What is the current status of the coal spot market? How to view the extreme market of black products? Can the imbalance between supply and demand and the increase in the price of coal be alleviated in the fourth quarter? Recently, the Securities Times reporter conducted a multi-party survey to try to answer the above topics of market concern.
Behind the "Three Black Brothers" surge: supply disturbances superimpose strong demand
Coking coal is undoubtedly the star variety of the recent commodity market. Since July 9, the main contract price of coking coal futures has risen from 1800 yuan / ton. At the end of August, a strange name called "Ganqi Maodu" pushed the price increase of coking coal to a climax.

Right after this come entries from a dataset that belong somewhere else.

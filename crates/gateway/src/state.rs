use classifier::{Classifier, ClassifyError, InferenceBackend, OutputFormat, Prediction};
use std::{sync::Arc, time::Duration};

/// Shared handler state: the loaded classifier and the per-request bound.
pub struct AppState<B: InferenceBackend> {
    pub classifier: Arc<Classifier<B>>,
    pub timeout: Duration,
}

impl<B: InferenceBackend> Clone for AppState<B> {
    fn clone(&self) -> Self {
        Self {
            classifier: Arc::clone(&self.classifier),
            timeout: self.timeout,
        }
    }
}

impl<B: InferenceBackend + Send + 'static> AppState<B> {
    pub fn new(classifier: Arc<Classifier<B>>, timeout: Duration) -> Self {
        Self {
            classifier,
            timeout,
        }
    }

    pub async fn classify(&self, bytes: Vec<u8>) -> Result<Prediction, ClassifyError> {
        self.classifier
            .classify_with_timeout(bytes, self.timeout)
            .await
    }

    pub fn output_format(&self) -> OutputFormat {
        self.classifier.output_format()
    }
}
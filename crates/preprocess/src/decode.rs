use image::DynamicImage;

/// Decode an encoded image (PNG, JPEG, WebP, BMP, GIF) from memory.
pub fn decode_image(bytes: &[u8]) -> anyhow::Result<DynamicImage> {
    if bytes.is_empty() {
        anyhow::bail!("empty image payload");
    }

    let format = image::guess_format(bytes)
        .map_err(|e| anyhow::anyhow!("unrecognized image format: {}", e))?;

    tracing::trace!(format = ?format, bytes = bytes.len(), "Decoding image");

    let image = image::load_from_memory_with_format(bytes, format)
        .map_err(|e| anyhow::anyhow!("failed to decode {:?} image: {}", format, e))?;

    if image.width() == 0 || image.height() == 0 {
        anyhow::bail!("image has no pixels ({}x{})", image.width(), image.height());
    }

    Ok(image)
}

#[cfg(test)]
mod tests {
    use super::*;
    use image::{ImageFormat, RgbImage};
    use std::io::Cursor;

    fn encode(image: &RgbImage, format: ImageFormat) -> Vec<u8> {
        let mut buf = Cursor::new(Vec::new());
        image.write_to(&mut buf, format).unwrap();
        buf.into_inner()
    }

    #[test]
    fn decodes_png_and_jpeg() {
        let image = RgbImage::from_pixel(7, 3, image::Rgb([10, 20, 30]));

        for format in [ImageFormat::Png, ImageFormat::Jpeg] {
            let decoded = decode_image(&encode(&image, format)).unwrap();
            assert_eq!((decoded.width(), decoded.height()), (7, 3));
        }
    }

    #[test]
    fn rejects_empty_and_garbage_payloads() {
        assert!(decode_image(&[]).is_err());
        assert!(decode_image(b"definitely not an image").is_err());
    }

    #[test]
    fn rejects_truncated_png() {
        let image = RgbImage::from_pixel(16, 16, image::Rgb([1, 2, 3]));
        let bytes = encode(&image, ImageFormat::Png);
        assert!(decode_image(&bytes[..bytes.len() / 2]).is_err());
    }
}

It is understood that the Ganqimaodu port is the most important port for China to import Mongolian coal, and half of the coking coal imported from Mongolia is cleared here. On August 24, due to the prevention and control of the epidemic, the Ganqimaodu port received a notice to suspend coal imports from Mongolia for two weeks, which exacerbated the market's concerns about the tight supply of coking coal, and the price of coking coal continued to rise sharply.
On September 10, coking coal rose to a maximum of 3099 yuan / ton, an increase of 72% in just 2 months, constantly refreshing the record high. The spot price of coking coal rose even more, taking the main coking coal (Inner Mongolia) as an example, its price rose from 1850 yuan / ton on July 10 to 3450 yuan / ton on September 14, an increase of 86% during the period. At present, the spot price of coking coal has been higher than the medium- and long-term contract price of coal by more than 100%.
Cai Yongzheng, president of the Fushi Data Research Institute, which focuses on the research of the black industry chain, told reporters that the rise in coking coal prices is mainly due to the restriction of Australian coal imports, the reduction of Mongolian coal imports affected by the epidemic, and the tight supply caused by the strict safety rectification in Shanxi this year, and the price continues to rise. At the same time, this year's coking industry capacity replacement is coming to an end, and the demand for high-quality and low-sulfur main coking coal in new coke ovens has increased significantly, while the market resources of high-quality and low-sulfur main coking coal are limited, and imports are reduced, thus once again promoting a sharp rise in coking coal prices.
"Under the situation of tight coking coal resources, the cost of coke production continues to rise, while the coking industry in some regions limits production, which has intensified the rise in coke prices in the recent National Day long holiday steel mill replenishment stage, and coke has risen for ten consecutive rounds."
According to the statistics of the Chinese reporter of the securities company, the main contract price of coke futures rose from 2400 yuan / ton to 3847 yuan / ton, during which the increase reached 60%. Although coke prices have also risen continuously, the profits of the coke industry have been declining. Entering September, the profit of the coke industry began to turn negative, and on September 8, a loss of 360 yuan / ton was reached.
Xiao Feng of the Shanxi Pengfei Coking Futures Department told the Chinese reporter of the securities company that the current spot price of coking coal and coke has gradually peaked, one is the auction pricing of coking coal, and the number of flow auctions has increased significantly, especially in these two days; second, traders do not hoard goods and do not sell as before, but successively ship goods to cash in, and high-priced coal has signs of falling back at a high level; third, coking plants and steel mills have been reducing production one after another due to environmental pressure, and the tight supply trend of coking coal will also improve, unlike before there is money that cannot buy coking coal, and at present, money can definitely buy goods.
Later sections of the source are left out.